Supplied material =
--- START ---

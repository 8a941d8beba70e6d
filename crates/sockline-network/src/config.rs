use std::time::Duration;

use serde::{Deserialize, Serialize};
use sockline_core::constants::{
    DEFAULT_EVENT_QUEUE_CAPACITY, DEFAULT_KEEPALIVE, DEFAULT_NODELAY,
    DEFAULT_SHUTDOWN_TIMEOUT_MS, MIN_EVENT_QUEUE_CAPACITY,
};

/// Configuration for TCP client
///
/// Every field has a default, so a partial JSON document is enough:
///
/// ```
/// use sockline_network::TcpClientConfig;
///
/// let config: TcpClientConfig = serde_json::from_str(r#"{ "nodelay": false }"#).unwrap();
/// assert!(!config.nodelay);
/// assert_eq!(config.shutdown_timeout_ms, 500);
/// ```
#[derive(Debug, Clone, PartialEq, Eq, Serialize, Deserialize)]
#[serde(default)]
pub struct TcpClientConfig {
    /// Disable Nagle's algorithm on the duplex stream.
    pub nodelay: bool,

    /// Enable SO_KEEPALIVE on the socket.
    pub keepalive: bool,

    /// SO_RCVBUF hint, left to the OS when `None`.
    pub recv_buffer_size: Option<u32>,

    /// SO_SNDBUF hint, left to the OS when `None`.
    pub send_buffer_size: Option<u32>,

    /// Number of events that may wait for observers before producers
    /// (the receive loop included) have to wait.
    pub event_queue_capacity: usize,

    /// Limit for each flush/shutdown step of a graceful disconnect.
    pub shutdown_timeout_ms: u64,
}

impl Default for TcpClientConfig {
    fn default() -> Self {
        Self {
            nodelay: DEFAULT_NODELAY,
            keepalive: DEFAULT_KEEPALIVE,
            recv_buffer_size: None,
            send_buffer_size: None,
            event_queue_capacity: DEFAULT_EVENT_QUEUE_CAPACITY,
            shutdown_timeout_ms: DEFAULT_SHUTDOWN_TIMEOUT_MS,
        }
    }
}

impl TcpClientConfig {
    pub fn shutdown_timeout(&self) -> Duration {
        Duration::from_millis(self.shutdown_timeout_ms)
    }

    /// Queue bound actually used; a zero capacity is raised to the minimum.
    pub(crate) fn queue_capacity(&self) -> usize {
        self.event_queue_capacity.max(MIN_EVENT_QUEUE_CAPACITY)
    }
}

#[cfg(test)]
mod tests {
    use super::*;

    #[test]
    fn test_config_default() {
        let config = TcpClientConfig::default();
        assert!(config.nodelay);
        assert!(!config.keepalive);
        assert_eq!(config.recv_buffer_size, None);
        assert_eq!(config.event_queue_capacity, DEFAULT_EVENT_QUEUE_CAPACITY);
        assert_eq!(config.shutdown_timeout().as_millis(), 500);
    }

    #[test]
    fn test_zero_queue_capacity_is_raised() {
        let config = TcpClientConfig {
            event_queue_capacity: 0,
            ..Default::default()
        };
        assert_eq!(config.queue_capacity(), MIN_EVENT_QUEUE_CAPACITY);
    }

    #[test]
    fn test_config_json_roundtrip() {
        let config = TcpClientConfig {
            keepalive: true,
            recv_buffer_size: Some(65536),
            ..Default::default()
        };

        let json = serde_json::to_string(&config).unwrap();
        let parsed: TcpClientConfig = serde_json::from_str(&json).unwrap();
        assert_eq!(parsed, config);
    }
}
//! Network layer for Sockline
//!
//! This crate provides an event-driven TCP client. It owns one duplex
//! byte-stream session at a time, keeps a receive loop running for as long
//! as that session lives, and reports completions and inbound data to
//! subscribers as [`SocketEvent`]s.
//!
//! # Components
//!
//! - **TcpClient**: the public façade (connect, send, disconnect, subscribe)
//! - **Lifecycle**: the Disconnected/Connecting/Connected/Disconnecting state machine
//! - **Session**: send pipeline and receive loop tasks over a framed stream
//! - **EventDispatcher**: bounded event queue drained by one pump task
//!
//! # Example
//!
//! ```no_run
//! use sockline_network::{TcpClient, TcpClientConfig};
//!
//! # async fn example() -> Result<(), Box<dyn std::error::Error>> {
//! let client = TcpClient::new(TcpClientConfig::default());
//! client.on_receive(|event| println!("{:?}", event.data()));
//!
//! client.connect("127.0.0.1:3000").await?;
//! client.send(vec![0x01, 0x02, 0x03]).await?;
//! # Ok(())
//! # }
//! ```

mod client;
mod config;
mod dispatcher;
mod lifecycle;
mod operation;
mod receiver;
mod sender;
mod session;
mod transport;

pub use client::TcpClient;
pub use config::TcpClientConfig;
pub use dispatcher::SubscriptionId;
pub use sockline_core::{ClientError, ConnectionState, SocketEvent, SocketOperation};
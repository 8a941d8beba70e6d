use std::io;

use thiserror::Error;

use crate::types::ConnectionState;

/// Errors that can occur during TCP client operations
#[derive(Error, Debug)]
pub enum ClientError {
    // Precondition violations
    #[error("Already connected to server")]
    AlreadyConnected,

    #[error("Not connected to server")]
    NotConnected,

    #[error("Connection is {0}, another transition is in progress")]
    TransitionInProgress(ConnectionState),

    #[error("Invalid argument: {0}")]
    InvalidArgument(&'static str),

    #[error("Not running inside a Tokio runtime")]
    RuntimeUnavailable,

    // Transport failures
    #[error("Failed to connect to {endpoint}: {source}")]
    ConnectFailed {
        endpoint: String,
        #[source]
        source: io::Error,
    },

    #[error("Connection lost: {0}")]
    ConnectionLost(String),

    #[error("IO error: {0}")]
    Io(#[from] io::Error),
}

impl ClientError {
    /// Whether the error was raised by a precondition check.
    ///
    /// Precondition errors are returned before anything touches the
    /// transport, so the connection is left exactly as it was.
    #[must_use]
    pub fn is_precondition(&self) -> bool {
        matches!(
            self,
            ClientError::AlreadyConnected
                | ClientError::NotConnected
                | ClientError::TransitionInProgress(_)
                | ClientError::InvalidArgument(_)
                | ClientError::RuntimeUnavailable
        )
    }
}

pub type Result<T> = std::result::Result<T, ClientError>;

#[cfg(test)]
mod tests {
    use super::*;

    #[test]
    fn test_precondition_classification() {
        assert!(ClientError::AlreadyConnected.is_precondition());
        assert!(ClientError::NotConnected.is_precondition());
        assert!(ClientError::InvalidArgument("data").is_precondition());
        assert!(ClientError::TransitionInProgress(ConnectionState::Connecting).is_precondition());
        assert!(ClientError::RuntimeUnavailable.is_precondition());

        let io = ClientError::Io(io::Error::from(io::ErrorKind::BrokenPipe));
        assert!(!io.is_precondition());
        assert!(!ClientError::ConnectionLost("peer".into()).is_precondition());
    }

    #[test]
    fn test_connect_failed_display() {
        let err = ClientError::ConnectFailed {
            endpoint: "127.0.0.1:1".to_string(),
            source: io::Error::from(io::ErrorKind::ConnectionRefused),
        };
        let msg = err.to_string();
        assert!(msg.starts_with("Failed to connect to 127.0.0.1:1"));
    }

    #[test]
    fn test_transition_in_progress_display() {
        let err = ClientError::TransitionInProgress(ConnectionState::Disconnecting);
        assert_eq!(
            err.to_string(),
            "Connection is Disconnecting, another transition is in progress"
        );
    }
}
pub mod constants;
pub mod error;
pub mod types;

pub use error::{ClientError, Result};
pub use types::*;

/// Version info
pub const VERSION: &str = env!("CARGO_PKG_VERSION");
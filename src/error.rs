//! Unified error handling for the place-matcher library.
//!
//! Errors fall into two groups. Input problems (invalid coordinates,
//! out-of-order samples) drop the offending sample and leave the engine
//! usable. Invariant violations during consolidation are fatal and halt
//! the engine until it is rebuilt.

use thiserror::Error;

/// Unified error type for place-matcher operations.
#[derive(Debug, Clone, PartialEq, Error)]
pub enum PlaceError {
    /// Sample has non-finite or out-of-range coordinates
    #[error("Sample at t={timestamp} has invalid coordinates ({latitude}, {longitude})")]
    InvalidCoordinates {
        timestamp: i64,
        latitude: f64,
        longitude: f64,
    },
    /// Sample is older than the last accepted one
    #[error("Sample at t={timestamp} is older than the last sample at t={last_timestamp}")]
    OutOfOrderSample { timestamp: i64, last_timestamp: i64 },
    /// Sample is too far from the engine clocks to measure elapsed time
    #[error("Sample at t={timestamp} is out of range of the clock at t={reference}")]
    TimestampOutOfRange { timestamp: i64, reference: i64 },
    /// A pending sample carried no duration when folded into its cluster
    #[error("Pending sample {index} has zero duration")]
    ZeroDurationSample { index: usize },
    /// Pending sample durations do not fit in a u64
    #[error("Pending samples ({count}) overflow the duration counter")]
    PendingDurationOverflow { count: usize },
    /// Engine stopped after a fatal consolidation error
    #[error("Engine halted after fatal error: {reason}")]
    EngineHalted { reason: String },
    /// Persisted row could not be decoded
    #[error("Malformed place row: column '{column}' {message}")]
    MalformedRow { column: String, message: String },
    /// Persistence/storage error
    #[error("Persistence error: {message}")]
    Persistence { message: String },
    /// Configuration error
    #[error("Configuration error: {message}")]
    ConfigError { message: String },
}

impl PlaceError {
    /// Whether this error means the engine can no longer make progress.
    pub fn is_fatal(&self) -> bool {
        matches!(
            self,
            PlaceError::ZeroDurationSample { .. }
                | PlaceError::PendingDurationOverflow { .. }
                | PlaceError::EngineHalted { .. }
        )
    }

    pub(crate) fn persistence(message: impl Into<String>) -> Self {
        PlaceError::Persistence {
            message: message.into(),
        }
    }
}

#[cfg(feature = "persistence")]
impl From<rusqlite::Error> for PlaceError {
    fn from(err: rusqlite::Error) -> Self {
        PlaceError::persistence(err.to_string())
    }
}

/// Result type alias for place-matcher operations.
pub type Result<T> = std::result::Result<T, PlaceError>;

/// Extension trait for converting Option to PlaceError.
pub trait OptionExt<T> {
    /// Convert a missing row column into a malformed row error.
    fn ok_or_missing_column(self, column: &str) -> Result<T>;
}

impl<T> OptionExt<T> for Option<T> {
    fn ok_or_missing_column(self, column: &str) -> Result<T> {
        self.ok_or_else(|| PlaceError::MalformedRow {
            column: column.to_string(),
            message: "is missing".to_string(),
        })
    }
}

--- END ---

Required work = In the material above, please find every line that includes the word "filename" and copy it.

Response to this task =
filename crates/sockline-network/src/config.rs
filename src/error.rs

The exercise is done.